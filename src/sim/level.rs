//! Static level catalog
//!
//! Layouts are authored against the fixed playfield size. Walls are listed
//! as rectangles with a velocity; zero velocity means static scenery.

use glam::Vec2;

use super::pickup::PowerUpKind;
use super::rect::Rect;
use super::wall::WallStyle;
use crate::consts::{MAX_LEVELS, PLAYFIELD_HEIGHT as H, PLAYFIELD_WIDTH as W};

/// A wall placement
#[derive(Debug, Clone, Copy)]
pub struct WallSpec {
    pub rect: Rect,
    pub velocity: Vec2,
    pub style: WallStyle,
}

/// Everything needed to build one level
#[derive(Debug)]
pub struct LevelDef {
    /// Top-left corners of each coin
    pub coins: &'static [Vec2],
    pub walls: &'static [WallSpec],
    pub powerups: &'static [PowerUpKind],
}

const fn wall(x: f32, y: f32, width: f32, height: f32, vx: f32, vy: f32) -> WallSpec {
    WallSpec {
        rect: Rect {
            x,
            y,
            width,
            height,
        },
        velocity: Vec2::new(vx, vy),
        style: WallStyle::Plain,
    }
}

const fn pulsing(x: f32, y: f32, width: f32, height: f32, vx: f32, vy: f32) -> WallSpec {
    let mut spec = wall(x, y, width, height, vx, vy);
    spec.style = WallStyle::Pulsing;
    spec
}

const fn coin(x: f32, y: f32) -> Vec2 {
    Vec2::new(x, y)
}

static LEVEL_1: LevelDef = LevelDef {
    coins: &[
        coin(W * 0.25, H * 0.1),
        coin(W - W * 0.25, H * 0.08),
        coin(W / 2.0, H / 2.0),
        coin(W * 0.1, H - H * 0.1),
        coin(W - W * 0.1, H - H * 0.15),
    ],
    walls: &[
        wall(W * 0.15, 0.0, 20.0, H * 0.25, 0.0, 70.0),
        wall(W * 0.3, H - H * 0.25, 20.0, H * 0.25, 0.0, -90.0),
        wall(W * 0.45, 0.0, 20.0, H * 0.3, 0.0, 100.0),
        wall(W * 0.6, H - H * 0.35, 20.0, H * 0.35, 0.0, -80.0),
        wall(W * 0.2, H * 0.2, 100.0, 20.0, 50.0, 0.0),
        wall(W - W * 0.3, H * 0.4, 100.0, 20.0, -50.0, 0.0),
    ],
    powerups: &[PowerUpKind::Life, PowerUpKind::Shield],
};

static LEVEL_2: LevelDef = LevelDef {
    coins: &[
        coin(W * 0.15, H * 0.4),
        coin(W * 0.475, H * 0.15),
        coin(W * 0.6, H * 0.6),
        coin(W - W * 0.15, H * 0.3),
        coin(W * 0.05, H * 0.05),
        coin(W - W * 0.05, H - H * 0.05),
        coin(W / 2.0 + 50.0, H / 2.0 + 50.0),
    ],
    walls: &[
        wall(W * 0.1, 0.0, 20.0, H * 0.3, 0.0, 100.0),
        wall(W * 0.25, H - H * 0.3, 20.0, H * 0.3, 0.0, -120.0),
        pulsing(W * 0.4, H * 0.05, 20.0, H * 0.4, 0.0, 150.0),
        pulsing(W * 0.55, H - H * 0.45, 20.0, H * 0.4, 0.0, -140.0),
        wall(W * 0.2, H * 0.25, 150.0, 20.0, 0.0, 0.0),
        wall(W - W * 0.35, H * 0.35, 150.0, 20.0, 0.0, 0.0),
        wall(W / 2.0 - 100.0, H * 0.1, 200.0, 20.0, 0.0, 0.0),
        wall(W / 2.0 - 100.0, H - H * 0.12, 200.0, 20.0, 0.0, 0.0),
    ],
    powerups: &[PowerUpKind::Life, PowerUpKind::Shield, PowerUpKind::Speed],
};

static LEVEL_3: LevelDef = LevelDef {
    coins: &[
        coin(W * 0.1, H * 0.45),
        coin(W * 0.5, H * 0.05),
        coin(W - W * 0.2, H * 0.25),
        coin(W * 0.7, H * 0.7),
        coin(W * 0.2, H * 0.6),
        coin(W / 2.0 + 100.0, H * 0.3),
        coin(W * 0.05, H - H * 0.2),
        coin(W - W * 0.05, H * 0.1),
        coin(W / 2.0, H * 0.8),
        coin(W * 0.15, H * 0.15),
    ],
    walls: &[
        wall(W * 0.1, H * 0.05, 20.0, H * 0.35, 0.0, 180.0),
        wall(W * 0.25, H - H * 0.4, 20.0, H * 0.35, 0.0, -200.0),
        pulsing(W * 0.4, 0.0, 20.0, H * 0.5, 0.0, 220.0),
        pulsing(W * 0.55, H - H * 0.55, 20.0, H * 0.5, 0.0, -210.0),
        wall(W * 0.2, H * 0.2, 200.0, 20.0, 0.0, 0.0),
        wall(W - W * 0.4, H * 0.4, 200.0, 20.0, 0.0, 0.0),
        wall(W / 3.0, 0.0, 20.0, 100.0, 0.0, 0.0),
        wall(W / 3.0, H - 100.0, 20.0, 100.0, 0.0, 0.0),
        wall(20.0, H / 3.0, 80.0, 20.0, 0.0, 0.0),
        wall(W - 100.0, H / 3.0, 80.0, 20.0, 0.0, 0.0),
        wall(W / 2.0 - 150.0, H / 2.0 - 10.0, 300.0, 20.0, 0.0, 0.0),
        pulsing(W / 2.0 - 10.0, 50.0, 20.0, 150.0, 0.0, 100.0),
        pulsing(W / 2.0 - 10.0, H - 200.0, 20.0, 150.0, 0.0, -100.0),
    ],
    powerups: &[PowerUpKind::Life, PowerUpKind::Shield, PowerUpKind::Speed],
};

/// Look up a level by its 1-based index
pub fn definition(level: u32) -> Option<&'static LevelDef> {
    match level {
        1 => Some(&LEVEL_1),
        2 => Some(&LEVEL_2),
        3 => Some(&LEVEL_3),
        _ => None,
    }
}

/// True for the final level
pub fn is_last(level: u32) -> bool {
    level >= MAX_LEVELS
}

[Exercise objective]:
Could you transcribe every entry exactly, without altering anything?

[Exercise response]:
filename src/sim/level.rs
//! Static level catalog
//!
//! Layouts are authored against the fixed playfield size. Walls are listed
//! as rectangles with a velocity; zero velocity means static scenery.

use glam::Vec2;

use super::pickup::PowerUpKind;
use super::rect::Rect;
use super::wall::WallStyle;
use crate::consts::{MAX_LEVELS, PLAYFIELD_HEIGHT as H, PLAYFIELD_WIDTH as W};

/// A wall placement
#[derive(Debug, Clone, Copy)]
pub struct WallSpec {
    pub rect: Rect,
    pub velocity: Vec2,
    pub style: WallStyle,
}

/// Everything needed to build one level
#[derive(Debug)]
pub struct LevelDef {
    /// Top-left corners of each coin
    pub coins: &'static [Vec2],
    pub walls: &'static [WallSpec],
    pub powerups: &'static [PowerUpKind],
}

const fn wall(x: f32, y: f32, width: f32, height: f32, vx: f32, vy: f32) -> WallSpec {
    WallSpec {
        rect: Rect {
            x,
            y,
            width,
            height,
        },
        velocity: Vec2::new(vx, vy),
        style: WallStyle::Plain,
    }
}

const fn pulsing(x: f32, y: f32, width: f32, height: f32, vx: f32, vy: f32) -> WallSpec {
    let mut spec = wall(x, y, width, height, vx, vy);
    spec.style = WallStyle::Pulsing;
    spec
}

const fn coin(x: f32, y: f32) -> Vec2 {
    Vec2::new(x, y)
}

static LEVEL_1: LevelDef = LevelDef {
    coins: &[
        coin(W * 0.25, H * 0.1),
        coin(W - W * 0.25, H * 0.08),
        coin(W / 2.0, H / 2.0),
        coin(W * 0.1, H - H * 0.1),
        coin(W - W * 0.1, H - H * 0.15),
    ],
    walls: &[
        wall(W * 0.15, 0.0, 20.0, H * 0.25, 0.0, 70.0),
        wall(W * 0.3, H - H * 0.25, 20.0, H * 0.25, 0.0, -90.0),
        wall(W * 0.45, 0.0, 20.0, H * 0.3, 0.0, 100.0),
        wall(W * 0.6, H - H * 0.35, 20.0, H * 0.35, 0.0, -80.0),
        wall(W * 0.2, H * 0.2, 100.0, 20.0, 50.0, 0.0),
        wall(W - W * 0.3, H * 0.4, 100.0, 20.0, -50.0, 0.0),
    ],
    powerups: &[PowerUpKind::Life, PowerUpKind::Shield],
};

static LEVEL_2: LevelDef = LevelDef {
    coins: &[
        coin(W * 0.15, H * 0.4),
        coin(W * 0.475, H * 0.15),
        coin(W * 0.6, H * 0.6),
        coin(W - W * 0.15, H * 0.3),
        coin(W * 0.05, H * 0.05),
        coin(W - W * 0.05, H - H * 0.05),
        coin(W / 2.0 + 50.0, H / 2.0 + 50.0),
    ],
    walls: &[
        wall(W * 0.1, 0.0, 20.0, H * 0.3, 0.0, 100.0),
        wall(W * 0.25, H - H * 0.3, 20.0, H * 0.3, 0.0, -120.0),
        pulsing(W * 0.4, H * 0.05, 20.0, H * 0.4, 0.0, 150.0),
        pulsing(W * 0.55, H - H * 0.45, 20.0, H * 0.4, 0.0, -140.0),
        wall(W * 0.2, H * 0.25, 150.0, 20.0, 0.0, 0.0),
        wall(W - W * 0.35, H * 0.35, 150.0, 20.0, 0.0, 0.0),
        wall(W / 2.0 - 100.0, H * 0.1, 200.0, 20.0, 0.0, 0.0),
        wall(W / 2.0 - 100.0, H - H * 0.12, 200.0, 20.0, 0.0, 0.0),
    ],
    powerups: &[PowerUpKind::Life, PowerUpKind::Shield, PowerUpKind::Speed],
};

static LEVEL_3: LevelDef = LevelDef {
    coins: &[
        coin(W * 0.1, H * 0.45),
        coin(W * 0.5, H * 0.05),
        coin(W - W * 0.2, H * 0.25),
        coin(W * 0.7, H * 0.7),
        coin(W * 0.2, H * 0.6),
        coin(W / 2.0 + 100.0, H * 0.3),
        coin(W * 0.05, H - H * 0.2),
        coin(W - W * 0.05, H * 0.1),
        coin(W / 2.0, H * 0.8),
        coin(W * 0.15, H * 0.15),
    ],
    walls: &[
        wall(W * 0.1, H * 0.05, 20.0, H * 0.35, 0.0, 180.0),
        wall(W * 0.25, H - H * 0.4, 20.0, H * 0.35, 0.0, -200.0),
        pulsing(W * 0.4, 0.0, 20.0, H * 0.5, 0.0, 220.0),
        pulsing(W * 0.55, H - H * 0.55, 20.0, H * 0.5, 0.0, -210.0),
        wall(W * 0.2, H * 0.2, 200.0, 20.0, 0.0, 0.0),
        wall(W - W * 0.4, H * 0.4, 200.0, 20.0, 0.0, 0.0),
        wall(W / 3.0, 0.0, 20.0, 100.0, 0.0, 0.0),
        wall(W / 3.0, H - 100.0, 20.0, 100.0, 0.0, 0.0),
        wall(20.0, H / 3.0, 80.0, 20.0, 0.0, 0.0),
        wall(W - 100.0, H / 3.0, 80.0, 20.0, 0.0, 0.0),
        wall(W / 2.0 - 150.0, H / 2.0 - 10.0, 300.0, 20.0, 0.0, 0.0),
        pulsing(W / 2.0 - 10.0, 50.0, 20.0, 150.0, 0.0, 100.0),
        pulsing(W / 2.0 - 10.0, H - 200.0, 20.0, 150.0, 0.0, -100.0),
    ],
    powerups: &[PowerUpKind::Life, PowerUpKind::Shield, PowerUpKind::Speed],
};

/// Look up a level by its 1-based index
pub fn definition(level: u32) -> Option<&'static LevelDef> {
    match level {
        1 => Some(&LEVEL_1),
        2 => Some(&LEVEL_2),
        3 => Some(&LEVEL_3),
        _ => None,
    }
}

/// True for the final level
pub fn is_last(level: u32) -> bool {
    level >= MAX_LEVELS
}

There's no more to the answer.